Keluarga Datuk Sakti terlihat sempurna. Semua
orang kagum dan memuji kecantikan paras, keelokan perilaku, serta
kepandaian sang Bidadari. Datuk Sakti sangat bangga akan istrinya,
hingga lupa dengan janjinya pada sang Bidadari. Tanpa sadar, dia
bercerita bahwa istrinya adalah bidadari dari kahyangan. Dia
menangkapnya saat mandi di Kolam Loyang.
Setelah mendengar
cerita Datuk Sakti, pada setiap malam purnama orang-orang
berduyun-duyun ke Kolam Loyang untuk berburu bidadari. Mereka bersaing,
berebut, bahkan saling bertikai untuk mendapatkan semak lebat yang
terdekat dengan kolam. Tetapi mereka pulang dengan tangan hampa, karena
semenjak ada salah satu bidadari kehilangan selendang, para bidadari
yang lain tidak berani lagi mandi di Kolam Loyang.
Mengetahui
Datuk Sakti telah melanggar janjinya, sang Bidadari sangat sedih dan
marah.

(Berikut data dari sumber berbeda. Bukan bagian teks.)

//! End-to-end codec tests on the sample library
//!
//! These tests read the sample text library, move it through JSON and back,
//! and check that nothing is lost on the way.

use mzspeclib::json;
use mzspeclib::model::Library;
use mzspeclib::text::{TextReader, TextWriter};
use std::fs::File;
use std::io::{BufReader, Cursor};
use std::path::{Path, PathBuf};
use tempfile::tempdir;

const SAMPLE_NAME: &str = "AAAACALTPGPLADLAAR/2_1(4,C,CAM)_46eV";

fn sample_path() -> PathBuf {
    Path::new(env!("CARGO_MANIFEST_DIR")).join("tests/data/sample_library.mzspeclib.txt")
}

fn read_text(path: &Path) -> Library {
    TextReader::open(path).unwrap().read_library().unwrap()
}

fn write_text(library: &Library) -> Vec<u8> {
    let mut writer = TextWriter::new(Vec::new());
    writer.write_library(library).unwrap();
    writer.finish().unwrap()
}

fn peak_triples(library: &Library, key: u64) -> Vec<(f64, f64, Vec<String>)> {
    library
        .get_spectrum(key)
        .unwrap()
        .peaks
        .iter()
        .map(|p| (p.mz, p.intensity, p.annotations.clone()))
        .collect()
}

#[test]
fn test_sample_spectrum() {
    let library = read_text(&sample_path());
    assert_eq!(library.spectra.len(), 2);
    assert_eq!(library.clusters.len(), 1);
    assert_eq!(library.header.name(), Some("chinese_hamster_hcd_selected_head"));

    let spectrum = library.get_spectrum(1).unwrap();
    assert_eq!(spectrum.name(), Some(SAMPLE_NAME));
    assert_eq!(spectrum.charge(), Some(2));
    assert_eq!(spectrum.peaks.len(), 87);
    assert_eq!(spectrum.peaks[10].annotations, vec!["y10/3.7ppm"]);
    assert_eq!(spectrum.analytes.len(), 1);

    // inherited from the Spectrum=all attribute set
    assert!(spectrum.attributes.has("MS:1003065"));
    assert_eq!(library.get_spectrum_by_name(SAMPLE_NAME).map(|s| s.key), Some(1));
    assert_eq!(library.clusters[0].members, vec![1, 2]);
}

#[test]
fn test_text_json_text_preserves_spectra() {
    let dir = tempdir().unwrap();
    let original = read_text(&sample_path());

    let json_path = dir.path().join("sample.mzspeclib.json");
    json::write_library(File::create(&json_path).unwrap(), &original, true).unwrap();
    let from_json = json::read_library(BufReader::new(File::open(&json_path).unwrap())).unwrap();
    assert_eq!(from_json, original);

    let text_path = dir.path().join("sample.mzspeclib.txt");
    std::fs::write(&text_path, write_text(&from_json)).unwrap();
    let back = read_text(&text_path);
    assert_eq!(back, original);

    let spectrum = back.get_spectrum(1).unwrap();
    assert_eq!(spectrum.key, 1);
    assert_eq!(spectrum.name(), Some(SAMPLE_NAME));
    assert_eq!(spectrum.charge(), Some(2));
    assert_eq!(peak_triples(&back, 1), peak_triples(&original, 1));
    assert_eq!(peak_triples(&back, 1).len(), 87);
}

#[test]
fn test_written_text_parses_identically() {
    let original = read_text(&sample_path());
    let first = write_text(&original);
    let reparsed = TextReader::new(Cursor::new(first.clone()))
        .unwrap()
        .read_library()
        .unwrap();
    assert_eq!(reparsed, original);
    assert_eq!(write_text(&reparsed), first);
}

#[test]
fn test_document_form_round_trip() {
    let original = read_text(&sample_path());
    let document = json::to_document(&original);
    let restored = json::from_document(document).unwrap();
    assert_eq!(restored, original);
}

Sambil menangis dia mengambil selendangnya. “Karena rahasia kita
telah Kakanda bongkar, aku akan kembali ke langit. Tolong pelihara
putra-putri kita, agar menjadi orang yang berguna. Selamat tinggal,”
sang Bidadari pamit, lalu terbang ke angkasa. Sejak saat itu, sang
Bidadari tidak pernah lagi kembali ke Kolam Loyang mand-mandi.
Datuk
Sakti sangat sedih dan menyesal, tetapi nasi telah menjadi bubur.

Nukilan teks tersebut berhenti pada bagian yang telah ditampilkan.